What is a DNA ladder/ marker added to?

Answer 12

• a DNA ladder or marker is sometimes added to the gel (in gel electrophoresis)

Question 13

What does gel electrophoresis separate? What does this depend on?

Answer 13

• DNA fragments produced by restriction enzymes or PCR can be separated by gel electrophoresis depending on their size

Question 14

What are three ways in which a body can be identified?

Answer 14

a body can be identified by personal identification, fingerprinting or dental records

Question 15

What are three ways in which a DNA sample can be obtained?

Answer 15

• cells obtained in a cheek swab
• white blood cells in a blood smear
• bone marrow in a skeleton
• sperm left after a sexual assault

Question 16

How is DNA extracted (think back to kiwi)?

Answer 16

• tissue sample is physically broken down in a buffer solution including salt and a detergent to disrupt the cell membranes
• small suspended particles, including DNA, are separated from the rest of the cell debris by filtering or centrifuging
• protease enzymes are incubated with the suspension to remove proteins
• cold ethanol is added to precipitate out the DNA
• several stages of then washing the DNA in a buffer solution then follow

Question 17

How is a DNA profile made?

Answer 17

1. obtaining the DNA
2. Cut the DNA into fragments using restriction enzymes
3. Amplifying DNA present in the sample (polymerase chain reaction)
4. separate out the fragments into a characteristic pattern (DNA fingerprint) using gel electrophoresis
5. southern blotting to transfer DNA onto membrane
6. disclosure - show the presence of the DNA using a DNA probe or staining. Loading dye can be used to show progress of DNA through gel

Question 18

What are restriction enzymes?
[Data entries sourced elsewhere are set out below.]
fn check_environment(environment: &Environment) -> Result<(), EnvironmentError> {
    if let Some(base_url) = &environment.base_url {
        let parsed = url::Url::parse(base_url).map_err(|e| EnvironmentError::InvalidBaseUrl {
            name: environment.name.clone(),
            base_url: base_url.clone(),
            reason: e.to_string(),
        })?;
        if !matches!(parsed.scheme(), "http" | "https") {
            return Err(EnvironmentError::InvalidBaseUrl {
                name: environment.name.clone(),
                base_url: base_url.clone(),
                reason: format!("unsupported scheme '{}'", parsed.scheme()),
            });
        }
    }
    Ok(())
}

#[async_trait]
impl ScenarioRunner for FlowRunner {
    #[instrument(skip(self, scenario, context), fields(name = %scenario.name, env = %context.environment.name))]
    async fn run(&self, scenario: &Scenario, context: RunContext) -> Result<Run, KestError> {
        let plan = graph::validate(scenario)?;
        check_environment(&context.environment)?;

        let RunContext {
            environment,
            mut scope,
        } = context;
        let mut run = Run::new(scenario, &environment.name);
        run.status = RunStatus::Running;
        run.started_at = Some(Utc::now());
        let total = plan.order.len();
        let mut aborted = false;

        info!("Starting scenario: {} ({} step(s))", scenario.name, total);

        for (position, &index) in plan.order.iter().enumerate() {
            let step = &scenario.steps()[index];

            if let Some(reason) = self.skip_reason(&run, &plan, index, aborted) {
                run.canceled |= self.cancel.is_canceled();
                self.skip(&mut run, index, reason);
                continue;
            }

            Self::apply_mappings(&run, &plan, index, &mut scope);

            info!("Running step {}/{}: {}", position + 1, total, step.name);
            run.step_results[index].status = StepStatus::Running;
            self.emit_step(&run, index);

            let mut result = run.step_results[index].clone();
            self.execute_step(step, &mut scope, &environment, &mut result).await;

            if self.cancel.is_canceled() {
                info!("Run canceled while step '{}' was in flight; discarding its result", step.id);
                run.canceled = true;
                self.skip(&mut run, index, "run canceled while request was in flight".to_string());
                continue;
            }

            if result.status == StepStatus::Failed {
                aborted = self.options.abort_on_failure;
            }
            info!("Step '{}' {} ({} ms)", step.id, result.status, result.duration_ms);
            run.step_results[index] = result;
            self.emit_step(&run, index);
        }

        run.status = if run.canceled || run.count(StepStatus::Failed) > 0 {
            RunStatus::Failed
        } else {
            RunStatus::Passed
        };
        run.finished_at = Some(Utc::now());
        self.emit(ProgressEvent::done(&run));

        info!(
            "Scenario finished: {} ({} ms) - {} passed, {} failed, {} skipped",
            scenario.name,
            run.duration_ms(),
            run.count(StepStatus::Passed),
            run.count(StepStatus::Failed),
            run.count(StepStatus::Skipped)
        );

        Ok(run)
    }
}
#[derive(Args, Debug)]
struct ExecArgs {
    /// Environment to run against instead of the active one.
    #[arg(short = 'e', long = "env", env = "KEST_ENV")]
    env: Option<String>,

    /// Default per-step timeout in milliseconds.
    #[arg(short = 't', long = "timeout")]
    timeout_ms: Option<u64>,

    /// Output format.
    #[arg(long = "format", default_value = "text")]
    format: OutputFormat,

    /// Directory to save run report files.
    #[arg(short = 'r', long = "report-dir")]
    report_dir: Option<PathBuf>,

    /// Report file format.
    #[arg(long = "report-format", default_value = "json")]
    report_format: ReportFormat,

    /// Console to submit finished runs to.
    #[arg(long = "console-url", env = "KEST_CONSOLE_URL")]
    console_url: Option<String>,
}

#[derive(Args, Debug)]
struct RunArgs {
    /// Scenario file or directory.
    path: PathBuf,

    /// Run scenarios concurrently.
    #[arg(long)]
    parallel: bool,

    /// Concurrent runs with --parallel (default from config).
    #[arg(short = 'j', long = "jobs")]
    jobs: Option<usize>,

    /// Skip every remaining step after the first failure.
    #[arg(long = "fail-fast")]
    fail_fast: bool,

    #[command(flatten)]
    exec: ExecArgs,
}

#[derive(Args, Debug)]
struct RequestArgs {
    method: String,
    url: String,

    /// Request header, `Name: value`.
    #[arg(short = 'H', long = "header")]
    headers: Vec<String>,

    /// Request body.
    #[arg(short = 'd', long = "data")]
    data: Option<String>,

    /// Capture, `name=path`.
    #[arg(short = 'c', long = "capture")]
    captures: Vec<String>,

    /// Assertion, e.g. `status == 200`.
    #[arg(short = 'a', long = "assert")]
    asserts: Vec<String>,

    #[command(flatten)]
    exec: ExecArgs,
}

#[derive(Debug, Clone, Copy, PartialEq, ValueEnum)]
enum OutputFormat {
    Text,
    Sse,
    Json,
}

fn init_tracing(verbose: bool) {
    if std::env::var_os("RUST_LOG").is_none() {
        let level = if verbose { "debug" } else { "warn" };
        std::env::set_var("RUST_LOG", level);
    }

    if tracing::dispatcher::has_been_set() {
        return;
    }

    // stdout carries SSE frames and JSON output
    let _ = fmt()
        .with_env_filter(EnvFilter::from_default_env())
        .with_writer(std::io::stderr)
        .with_target(false)
        .with_level(true)
        .with_thread_ids(false)
        .with_thread_names(false)
        .try_init();
}

/// Loaded config plus the project it belongs to.
struct Workspace {
    config: KestConfig,
    config_path: Option<PathBuf>,
    project: Option<PathBuf>,
}

impl Workspace {
    /// Find and load the config. With `check_active` a dangling
    /// `active_env` is an error; `env use` skips the check so it can
    /// repair one.
    fn load(explicit: Option<PathBuf>, check_active: bool) -> Result<Self> {
        let cwd = std::env::current_dir().context("Failed to read working directory")?;
        let config_path = explicit.or_else(|| config::discover(&cwd));
        let config = match &config_path {
            Some(path) => {
                let config = KestConfig::load(path)?;
                if check_active {
                    config
                        .validate()
                        .with_context(|| format!("Invalid config {}", path.display()))?;
                }
                config
            }
            None => {
                debug!("No {} found; using defaults", config::CONFIG_FILE);
                KestConfig::default()
            }
        };
        let project = config_path.as_deref().and_then(config::project_root);
        Ok(Self {
            config,
            config_path,
            project,
        })
    }

    /// Selected environment. Without any config an anonymous
    /// environment is used, so absolute URLs still work.
    fn environment(&self, selected: Option<&str>) -> Result<Environment> {
        if selected.is_none() && self.config.environments.is_empty() {
            return Ok(Environment::new("default"));
        }
        Ok(self.config.active_environment(selected)?)
    }

    fn project_label(&self) -> Option<String> {
        self.project.as_ref().map(|p| p.display().to_string())
    }

    async fn recorder(&self) -> Option<Arc<HistoryRecorder>> {
        let db_path = config::kest_home().join(config::HISTORY_DB);
        let log_dir = self
            .project
            .as_ref()
            .map(|p| p.join(config::CONFIG_DIR).join(config::LOG_DIR));
        match HistoryRecorder::open(&db_path, log_dir).await {
            Ok(recorder) => Some(Arc::new(recorder)),
            Err(e) => {
                warn!("History disabled: {}", e);
                None
            }
        }
    }

    async fn require_recorder(&self) -> Result<HistoryRecorder> {
        let db_path = config::kest_home().join(config::HISTORY_DB);
        HistoryRecorder::open(&db_path, None)
            .await
            .with_context(|| format!("Failed to open history at {}", db_path.display()))
    }
}

fn parse_header(raw: &str) -> Result<(String, String)> {
    let (name, value) = raw
        .split_once(':')
        .ok_or_else(|| anyhow!("invalid header '{raw}', expected 'Name: value'"))?;
    let name = name.trim();
    if name.is_empty() {
        bail!("invalid header '{raw}', empty name");
    }
    Ok((name.to_string(), value.trim().to_string()))
}

/// Consume progress events according to the output format.
fn spawn_progress(
    mut rx: mpsc::Receiver<ProgressEvent>,
    format: OutputFormat,
) -> JoinHandle<()> {
    tokio::spawn(async move {
        match format {
            OutputFormat::Text => {
                let reporter = ConsoleReporter::new(std::io::stdout().is_terminal());
                while let Some(event) = rx.recv().await {
                    if let Some(line) = reporter.step_line(&event) {
                        println!("{line}");
                    }
                }
            }
            OutputFormat::Sse => {
                let mut stdout = tokio::io::stdout();
                if let Err(e) = sse::write_stream(&mut rx, &mut stdout).await {
                    error!("Event stream closed: {}", e);
                }
            }
            OutputFormat::Json => while rx.recv().await.is_some() {},
        }
    })
}

/// Run scenarios, print and deliver results. Returns `true` when every
/// run passed.
async fn execute(
    ws: &Workspace,
    scenarios: Vec<Scenario>,
    exec: &ExecArgs,
    jobs: usize,
    fail_fast: bool,
) -> Result<bool> {
    let environment = ws.environment(exec.env.as_deref())?;
    info!(
        "Running {} scenario(s) against '{}'",
        scenarios.len(),
        environment.name
    );

    let timeout_ms = exec.timeout_ms.unwrap_or(ws.config.defaults.timeout_ms);
    let (events, rx) = report::channel(report::DEFAULT_EVENT_CAPACITY);
    let progress = spawn_progress(rx, exec.format);

    let cancel = CancelToken::new();
    let on_interrupt = cancel.clone();
    tokio::spawn(async move {
        if tokio::signal::ctrl_c().await.is_ok() {
            warn!("Interrupted; canceling remaining steps");
            on_interrupt.cancel();
        }
    });

    let mut runner = FlowRunner::new(Arc::new(ReqwestExecutor::new()))
        .with_events(events)
        .with_cancel_token(cancel)
        .with_options(RunOptions {
            default_timeout: Duration::from_millis(timeout_ms),
            abort_on_failure: fail_fast,
            project: ws.project_label(),
        });
    if let Some(recorder) = ws.recorder().await {
        runner = runner.with_recorder(recorder);
    }

    let total_start = Instant::now();
    let job_list = scenarios
        .into_iter()
        .map(|s| (s, RunContext::new(environment.clone())))
        .collect();
    let results = runner.run_all(job_list, jobs).await;
    drop(runner);
    if let Err(e) = progress.await {
        error!("Progress reporter failed: {}", e);
    }
    let total_ms = u64::try_from(total_start.elapsed().as_millis()).unwrap_or(u64::MAX);

    let mut runs: Vec<Run> = Vec::new();
    let mut first_error = None;
    for result in results {
        match result {
            Ok(run) => runs.push(run),
            Err(e) => {
                error!("Scenario aborted: {}", e);
                first_error.get_or_insert(e);
            }
        }
    }

    match exec.format {
        OutputFormat::Text => {
            let reporter = ConsoleReporter::new(std::io::stdout().is_terminal());
            println!("\n{}", reporter.summary(&runs, total_ms));
        }
        OutputFormat::Json => {
            println!("{}", serde_json::to_string_pretty(&runs)?);
        }
        OutputFormat::Sse => {}
    }

    if let Some(dir) = &exec.report_dir {
        for run in &runs {
            match report::save_run_report(run, dir, exec.report_format) {
                Ok(path) => info!("Report saved: {}", path.display()),
                Err(e) => error!("Failed to save report: {:#}", e),
            }
        }
    }

    let console_url = exec.console_url.clone().or_else(|| ws.config.console.url.clone());
    if let Some(url) = console_url {
        match ConsoleSink::new(url) {
            Ok(mut sink) => {
                if let Some(token) = &ws.config.console.token {
                    sink = sink.with_token(token.clone());
                }
                let delivered = sink.submit_all(&runs).await;
                info!("Delivered {}/{} run(s) to console", delivered, runs.len());
            }
            Err(e) => error!("Console sink unavailable: {:#}", e),
        }
    }

    if let Some(e) = first_error {
        eprintln!("\x1b[31mError: {e}\x1b[0m");
        return Ok(false);
    }
    Ok(runs.iter().all(Run::passed))
}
What are they used for in labs?

Answer 18

• restriction enzymes (aka restriction endonucleases) are bacteria produced enzymes that are used to cut DNA into smaller fragments only where their specific restriction sequences occurs
• they are used as targeted ‘scissors’ in the lab

Question 19

How is a DNA profile made from a small sample of DNA? (in own words)

Answer 19

• multiple copies of DNA made using polymerase chain reaction (PCR)
• step 1: 90 degrees to 95 degrees
  step 2: 50 degrees to 65 degrees
  step 3 70 degrees to 80 degrees
• restriction enzymes used to cut the DNA into smaller fragments
• gel electrophoresis used to separate the fragments
• DNA is placed onto a gel of agarose
• an electric current is applied
• southern blotting is used to transfer DNA onto membrane
• the presence of DNA is shown using a fluorescent tag

Question 20

How can DNA profiles be compared?

Answer 20

• DNA profiles can be compared by comparing the total number of bands
• comparing the position of the bands
• comparing the size/ width of the bands